*Aim of the task:*
Determine the number of lines below that contain the string "label", and state only that number.

*** Opening of Data under study ***

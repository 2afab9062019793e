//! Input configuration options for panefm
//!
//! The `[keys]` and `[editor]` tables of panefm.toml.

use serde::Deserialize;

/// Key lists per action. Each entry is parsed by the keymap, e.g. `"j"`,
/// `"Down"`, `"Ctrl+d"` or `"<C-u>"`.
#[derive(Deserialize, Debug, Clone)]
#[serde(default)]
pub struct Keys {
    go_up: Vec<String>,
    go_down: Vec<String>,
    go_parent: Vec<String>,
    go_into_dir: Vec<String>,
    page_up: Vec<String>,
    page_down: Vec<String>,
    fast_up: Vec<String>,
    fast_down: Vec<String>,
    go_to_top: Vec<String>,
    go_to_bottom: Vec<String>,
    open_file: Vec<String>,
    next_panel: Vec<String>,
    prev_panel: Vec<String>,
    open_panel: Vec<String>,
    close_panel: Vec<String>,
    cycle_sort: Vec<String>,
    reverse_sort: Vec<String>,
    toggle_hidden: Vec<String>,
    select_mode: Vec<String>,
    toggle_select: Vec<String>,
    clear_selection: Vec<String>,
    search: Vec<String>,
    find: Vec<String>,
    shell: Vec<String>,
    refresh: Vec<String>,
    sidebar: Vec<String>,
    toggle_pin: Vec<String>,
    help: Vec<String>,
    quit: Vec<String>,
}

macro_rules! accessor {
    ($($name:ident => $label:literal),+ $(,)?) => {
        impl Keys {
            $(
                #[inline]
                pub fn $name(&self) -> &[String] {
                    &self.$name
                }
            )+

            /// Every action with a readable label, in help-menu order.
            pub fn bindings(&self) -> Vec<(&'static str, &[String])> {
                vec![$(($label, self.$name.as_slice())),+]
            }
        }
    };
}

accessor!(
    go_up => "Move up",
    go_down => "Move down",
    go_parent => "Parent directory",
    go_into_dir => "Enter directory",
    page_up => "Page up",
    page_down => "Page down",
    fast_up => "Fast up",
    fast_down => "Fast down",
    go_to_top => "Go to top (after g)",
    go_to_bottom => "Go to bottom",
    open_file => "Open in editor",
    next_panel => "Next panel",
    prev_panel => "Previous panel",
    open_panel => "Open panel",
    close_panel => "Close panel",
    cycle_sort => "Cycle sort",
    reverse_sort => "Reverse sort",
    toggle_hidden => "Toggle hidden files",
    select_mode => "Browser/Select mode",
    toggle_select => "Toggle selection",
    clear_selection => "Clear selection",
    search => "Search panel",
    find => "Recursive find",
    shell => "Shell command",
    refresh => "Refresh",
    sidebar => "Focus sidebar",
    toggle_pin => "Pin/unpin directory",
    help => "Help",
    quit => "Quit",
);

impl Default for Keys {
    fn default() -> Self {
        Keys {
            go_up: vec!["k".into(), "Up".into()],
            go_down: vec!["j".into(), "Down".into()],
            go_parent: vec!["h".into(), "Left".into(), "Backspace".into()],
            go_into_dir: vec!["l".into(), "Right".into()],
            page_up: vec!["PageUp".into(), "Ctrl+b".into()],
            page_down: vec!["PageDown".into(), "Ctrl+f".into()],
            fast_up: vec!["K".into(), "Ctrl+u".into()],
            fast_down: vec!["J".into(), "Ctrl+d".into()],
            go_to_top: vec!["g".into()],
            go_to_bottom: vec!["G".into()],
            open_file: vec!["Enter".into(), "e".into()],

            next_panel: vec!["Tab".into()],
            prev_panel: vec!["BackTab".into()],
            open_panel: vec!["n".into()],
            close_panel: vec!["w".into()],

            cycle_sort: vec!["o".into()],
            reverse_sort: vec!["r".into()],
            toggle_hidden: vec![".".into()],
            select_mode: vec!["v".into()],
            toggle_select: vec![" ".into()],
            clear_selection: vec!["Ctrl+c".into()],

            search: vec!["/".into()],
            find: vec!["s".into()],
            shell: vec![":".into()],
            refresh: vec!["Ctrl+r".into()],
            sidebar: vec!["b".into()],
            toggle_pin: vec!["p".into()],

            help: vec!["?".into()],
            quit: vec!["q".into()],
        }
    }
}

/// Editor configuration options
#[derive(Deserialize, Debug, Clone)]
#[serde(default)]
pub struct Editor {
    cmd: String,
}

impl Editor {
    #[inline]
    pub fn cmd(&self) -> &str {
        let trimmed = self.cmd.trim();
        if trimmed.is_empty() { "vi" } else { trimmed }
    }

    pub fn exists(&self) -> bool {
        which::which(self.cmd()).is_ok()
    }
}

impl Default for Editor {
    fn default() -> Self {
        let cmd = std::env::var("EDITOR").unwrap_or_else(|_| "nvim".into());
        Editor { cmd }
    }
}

*** Close of Data under study ***

*Expected output:*
3